Channels ▼
RSS

Script Junkie | REBOL Bots


Script Junkie | REBOL Bots (Web Techniques, Sep 1999)

REBOL Bots

By Carl Sassenrath

Over the past two decades, my search for the perfect scripting language led me to work with companies such as HP, Amiga, and Apple. In that time, I investigated more than 50 different languages, from Ada to C, from Pascal to Lisp. I wanted a language that was very simple and readable with almost no syntax, yet very flexible with a wide degree of expressive freedom. It needed to allow a script to run on a great number of platforms without modification, have an extensive set of built-in data types that felt natural to humans, and smoothly support all of the standard network protocols, such as HTTP, FTP, POP, SMTP, NNTP, time, finger, whois, and more. And finally, so that I could use it everywhere, I wanted the entire package to be small (less than 200KB) with no installation hassle -- just copy it and run. More than anything else, I wanted a language that was friendly, usable, and highly productive.

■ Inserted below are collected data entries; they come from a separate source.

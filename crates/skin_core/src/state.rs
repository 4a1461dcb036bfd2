//! Session snapshot and the pure transition function that drives it.
//!
//! Every user or timer event maps to [`transition`], which returns the next
//! snapshot plus the side effects the host has to carry out (preview handles,
//! timers). Callbacks carry the [`RunId`] they were scheduled for; anything that
//! does not match the run currently in flight is ignored, which is what keeps a
//! late completion from resurrecting a session that was reset mid-run.

use crate::classifier::{ClassificationError, ClassificationOutcome, ClassificationResult};
use crate::preview::PreviewId;
use crate::upload::{self, AcquireError, CandidateFile, UploadedImage};
use std::fmt;
use thiserror::Error;

/// Progress added by each tick.
pub const PROGRESS_STEP: u8 = 10;
/// Ticks never push progress past this; only completion does.
pub const PROGRESS_CEILING: u8 = 90;
pub const PROGRESS_DONE: u8 = 100;

/// Identifies one classification run within a session.
#[derive(Debug, Clone, Copy, PartialEq, Eq, Hash, PartialOrd, Ord)]
pub struct RunId(u64);

impl fmt::Display for RunId {
    fn fmt(&self, f: &mut fmt::Formatter<'_>) -> fmt::Result {
        write!(f, "run#{}", self.0)
    }
}

#[derive(Debug, Clone, Copy, Default, PartialEq, Eq)]
pub enum Phase {
    #[default]
    Idle,
    Running {
        run: RunId,
    },
    Succeeded,
    Failed,
}

/// The message the operator sees. Classification details stay in the logs.
#[derive(Debug, Clone, PartialEq, Error)]
pub enum SessionError {
    #[error(transparent)]
    Acquire(#[from] AcquireError),
    #[error("Terjadi kesalahan saat memproses gambar. Silakan coba lagi.")]
    Classification(ClassificationError),
}

/// Single source of truth for rendering.
#[derive(Debug, Clone, Default, PartialEq)]
pub struct SessionState {
    pub image: Option<UploadedImage>,
    pub result: Option<ClassificationResult>,
    pub phase: Phase,
    /// Percentage in [0,100].
    pub progress: u8,
    pub error: Option<SessionError>,
    runs_started: u64,
    previews_issued: u64,
}

impl SessionState {
    pub fn is_running(&self) -> bool {
        matches!(self.phase, Phase::Running { .. })
    }

    pub fn current_run(&self) -> Option<RunId> {
        match self.phase {
            Phase::Running { run } => Some(run),
            _ => None,
        }
    }

    /// Whether a trigger would start a run.
    pub fn can_trigger(&self) -> bool {
        self.image.is_some() && !self.is_running()
    }
}

#[derive(Debug, Clone)]
pub enum Event {
    /// A picked file, or the first file of a drop.
    Select(CandidateFile),
    Trigger,
    Tick {
        run: RunId,
    },
    Complete {
        run: RunId,
        outcome: ClassificationOutcome,
    },
    Fail {
        run: RunId,
        error: ClassificationError,
    },
    Reset,
}

/// Work the host performs after a transition, in order.
#[derive(Debug, Clone, Copy, PartialEq, Eq)]
pub enum Effect {
    AcquirePreview(PreviewId),
    ReleasePreview(PreviewId),
    /// Arm the progress ticker and the compute delay for this run.
    StartRun(RunId),
    /// Progress reached the ceiling; the ticker has nothing left to do.
    StopTicker(RunId),
    /// Drop every timer belonging to this run.
    CancelRun(RunId),
}

#[derive(Debug, Clone, PartialEq)]
pub struct Transition {
    pub state: SessionState,
    pub effects: Vec<Effect>,
}

pub fn transition(state: &SessionState, event: Event) -> Transition {
    let mut next = state.clone();
    let mut effects = Vec::new();
    match event {
        Event::Select(candidate) => select(&mut next, &mut effects, candidate),
        Event::Trigger => trigger(&mut next, &mut effects),
        Event::Tick { run } => tick(&mut next, &mut effects, run),
        Event::Complete { run, outcome } => {
            if next.current_run() == Some(run) {
                next.result = Some(outcome.into());
                next.progress = PROGRESS_DONE;
                next.phase = Phase::Succeeded;
                effects.push(Effect::CancelRun(run));
            }
        }
        Event::Fail { run, error } => {
            if next.current_run() == Some(run) {
                next.error = Some(SessionError::Classification(error));
                next.phase = Phase::Failed;
                effects.push(Effect::CancelRun(run));
            }
        }
        Event::Reset => reset(&mut next, &mut effects),
    }
    Transition {
        state: next,
        effects,
    }
}

fn select(next: &mut SessionState, effects: &mut Vec<Effect>, candidate: CandidateFile) {
    let preview = PreviewId::new(next.previews_issued + 1);
    let image = match upload::validate(candidate, preview) {
        Ok(image) => image,
        Err(err) => {
            next.error = Some(err.into());
            return;
        }
    };
    next.previews_issued += 1;

    // A new photo invalidates whatever was computed for the old one.
    if let Some(run) = next.current_run() {
        effects.push(Effect::CancelRun(run));
    }
    if let Some(old) = next.image.take() {
        effects.push(Effect::ReleasePreview(old.preview));
    }
    next.result = None;
    next.phase = Phase::Idle;
    next.progress = 0;
    next.error = None;
    next.image = Some(image);
    effects.push(Effect::AcquirePreview(preview));
}

fn trigger(next: &mut SessionState, effects: &mut Vec<Effect>) {
    if !next.can_trigger() {
        return;
    }
    next.runs_started += 1;
    let run = RunId(next.runs_started);
    next.phase = Phase::Running { run };
    next.progress = 0;
    next.error = None;
    effects.push(Effect::StartRun(run));
}

fn tick(next: &mut SessionState, effects: &mut Vec<Effect>, run: RunId) {
    if next.current_run() != Some(run) {
        return;
    }
    next.progress = next
        .progress
        .saturating_add(PROGRESS_STEP)
        .min(PROGRESS_CEILING);
    if next.progress >= PROGRESS_CEILING {
        effects.push(Effect::StopTicker(run));
    }
}

fn reset(next: &mut SessionState, effects: &mut Vec<Effect>) {
    if let Some(run) = next.current_run() {
        effects.push(Effect::CancelRun(run));
    }
    if let Some(old) = next.image.take() {
        effects.push(Effect::ReleasePreview(old.preview));
    }
    next.result = None;
    next.error = None;
    next.progress = 0;
    next.phase = Phase::Idle;
}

In the mid 1980s, I stumbled across a mathematics called denotational semantics, which provided great insights into the structure and meaning of language. From there I developed the basic principles of my design and merged many of the best concepts from the languages I encountered along the way.

The result of this quest became the Relative Expression-Based Object Language (REBOL, pronounced REB-el), which was released free of charge late last year. I call REBOL a messaging language, because it's intended to be used in the same way as English: for communications, not just algorithms. It works equally well for expressing data as well as code. This aspect is its greatest strength; it's meant to offer a better approach to the exchange and interpretation of information among people, computers, and application software.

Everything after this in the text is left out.